197 P. 140 | Cal. Ct. App. | 1921
This is an appeal by the defendant from a judgment upon a verdict against it for $500 in an action in which the plaintiff sought to recover $931, the alleged value of a suitcase and contents left with the defendant in storage. The testimony showed that on or about November 15, 1918 (when it is alleged the suitcase was checked with the defendant), the plaintiff was an enlisted man in the United States navy. He claims to have checked his suitcase with the army and navy branch of the Y. M. C. A. at 266 Embarcadero, San Francisco, and this claim is sustained by his own testimony and by a paper check produced by him at the trial, bearing a number and, among other things, the printed words: "The article checked on this check is left with the Association at owner's risk subject to storage rates and rules, and may be disposed of when storage is due six months." When plaintiff presented his check to secure the return of his suitcase it could not be found, and defendant refused to compensate plaintiff for the loss thereof. The suitcase, according to the testimony, was an "accordeon pleated" or extension leather suitcase, containing everything owned by the plaintiff and collected by him during several years of his foreign travels with the United States navy.

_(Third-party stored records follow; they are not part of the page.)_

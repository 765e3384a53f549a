// ==========================================
// 学生辍学风险评估 - 领域类型定义
// ==========================================
// 依据: 风险评分规则 - 分类输入枚举 + 风险等级
// ==========================================
// 约定: 分类值精确匹配(不去除空白, 区分大小写)
//       枚举集合之外的取值统一落入 Unrecognized, 计 0 分
// ==========================================

use serde::{Deserialize, Serialize};
use std::fmt;

// ==========================================
// 行为问题 (Behavioral Issues)
// ==========================================
#[derive(Debug, Clone, Copy, PartialEq, Eq, Hash, Serialize, Deserialize)]
#[serde(rename_all = "lowercase", from = "String")]
pub enum BehavioralIssues {
    None,         // 无
    Minor,        // 轻微
    Moderate,     // 中等
    Severe,       // 严重
    Unrecognized, // 未识别
}

impl BehavioralIssues {
    /// 从字符串解析 (未识别的取值不报错)
    pub fn from_str(s: &str) -> Self {
        match s {
            "none" => BehavioralIssues::None,
            "minor" => BehavioralIssues::Minor,
            "moderate" => BehavioralIssues::Moderate,
            "severe" => BehavioralIssues::Severe,
            _ => BehavioralIssues::Unrecognized,
        }
    }

    pub fn as_str(&self) -> &'static str {
        match self {
            BehavioralIssues::None => "none",
            BehavioralIssues::Minor => "minor",
            BehavioralIssues::Moderate => "moderate",
            BehavioralIssues::Severe => "severe",
            BehavioralIssues::Unrecognized => "unrecognized",
        }
    }
}

impl From<String> for BehavioralIssues {
    fn from(s: String) -> Self {
        BehavioralIssues::from_str(&s)
    }
}

impl fmt::Display for BehavioralIssues {
    fn fmt(&self, f: &mut fmt::Formatter<'_>) -> fmt::Result {
        write!(f, "{}", self.as_str())
    }
}

// ==========================================
// 家庭收入 (Family Income)
// ==========================================
#[derive(Debug, Clone, Copy, PartialEq, Eq, Hash, Serialize, Deserialize)]
#[serde(rename_all = "lowercase", from = "String")]
pub enum FamilyIncome {
    Low,          // 低
    Medium,       // 中
    High,         // 高
    Unrecognized, // 未识别
}

impl FamilyIncome {
    /// 从字符串解析 (未识别的取值不报错)
    pub fn from_str(s: &str) -> Self {
        match s {
            "low" => FamilyIncome::Low,
            "medium" => FamilyIncome::Medium,
            "high" => FamilyIncome::High,
            _ => FamilyIncome::Unrecognized,
        }
    }

    pub fn as_str(&self) -> &'static str {
        match self {
            FamilyIncome::Low => "low",
            FamilyIncome::Medium => "medium",
            FamilyIncome::High => "high",
            FamilyIncome::Unrecognized => "unrecognized",
        }
    }
}

impl From<String> for FamilyIncome {
    fn from(s: String) -> Self {
        FamilyIncome::from_str(&s)
    }
}

impl fmt::Display for FamilyIncome {
    fn fmt(&self, f: &mut fmt::Formatter<'_>) -> fmt::Result {
        write!(f, "{}", self.as_str())
    }
}

// ==========================================
// 父母受教育程度 (Parental Education)
// ==========================================
#[derive(Debug, Clone, Copy, PartialEq, Eq, Hash, Serialize, Deserialize)]
#[serde(rename_all = "lowercase", from = "String")]
pub enum ParentalEducation {
    None,         // 无
    HighSchool,   // 高中
    College,      // 专科
    Bachelor,     // 本科
    Graduate,     // 研究生
    Unrecognized, // 未识别
}

impl ParentalEducation {
    /// 从字符串解析 (未识别的取值不报错)
    pub fn from_str(s: &str) -> Self {
        match s {
            "none" => ParentalEducation::None,
            "highschool" => ParentalEducation::HighSchool,
            "college" => ParentalEducation::College,
            "bachelor" => ParentalEducation::Bachelor,
            "graduate" => ParentalEducation::Graduate,
            _ => ParentalEducation::Unrecognized,
        }
    }

    pub fn as_str(&self) -> &'static str {
        match self {
            ParentalEducation::None => "none",
            ParentalEducation::HighSchool => "highschool",
            ParentalEducation::College => "college",
            ParentalEducation::Bachelor => "bachelor",
            ParentalEducation::Graduate => "graduate",
            ParentalEducation::Unrecognized => "unrecognized",
        }
    }
}

impl From<String> for ParentalEducation {
    fn from(s: String) -> Self {
        ParentalEducation::from_str(&s)
    }
}

impl fmt::Display for ParentalEducation {
    fn fmt(&self, f: &mut fmt::Formatter<'_>) -> fmt::Result {
        write!(f, "{}", self.as_str())
    }
}

// ==========================================
// 风险等级 (Risk Tier)
// ==========================================
// 顺序: Low < Medium < High
// 序列化格式: 首字母大写 (与前端展示一致)
#[derive(Debug, Clone, Copy, PartialEq, Eq, PartialOrd, Ord, Hash, Serialize, Deserialize)]
pub enum RiskTier {
    Low,    // 低风险
    Medium, // 中风险
    High,   // 高风险
}

impl RiskTier {
    pub const ALL: [RiskTier; 3] = [RiskTier::Low, RiskTier::Medium, RiskTier::High];

    pub fn as_str(&self) -> &'static str {
        match self {
            RiskTier::Low => "Low",
            RiskTier::Medium => "Medium",
            RiskTier::High => "High",
        }
    }
}

impl fmt::Display for RiskTier {
    fn fmt(&self, f: &mut fmt::Formatter<'_>) -> fmt::Result {
        write!(f, "{}", self.as_str())
    }
}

Defendant answered that it was a charitable corporation existing for the purpose of establishing and assisting Young Men's Christian Associations, and to promote the spiritual, intellectual, physical, and moral well-being of young men in accordance with the aims and methods of Young Men's Christian Associations, and that it was not organized and did not exist for the purpose of profit; that it maintained in San Francisco, a branch Young Men's Christian Association for enlisted men of the army and navy of the United States, generally known as the "Army and Navy Young Men's Christian Association"; that it employed various clerks and employees to manage and control said branch association; that defendant used due diligence in the selection of those said clerks and employees, to see that each of them was honest and competent to perform his respective duties; denied any knowledge of plaintiff's ever having had or checked the suitcase and contents with defendant as alleged, and on that ground denied that plaintiff delivered said suitcase and contents to *489 defendant or left same with defendant. Defendant also alleged that if plaintiff checked for storage, delivered to or left with defendant the articles mentioned, same were so left with defendant at the risk of plaintiff; also, that if deposited, as alleged by plaintiff, said chattels had been lost, destroyed, or stolen before demand, and without carelessness, negligence, or fault of defendant; also, that in the event said goods were checked with defendant, defendant used due care and diligence for the preservation thereof, and employed proper agents and employees to care for and preserve the same. Defendant also answered that if it receive said goods or chattels for storage, they were so received for the accommodation of plaintiff, not for hire or reward or profit to defendant, but as a part of defendant's charitable work.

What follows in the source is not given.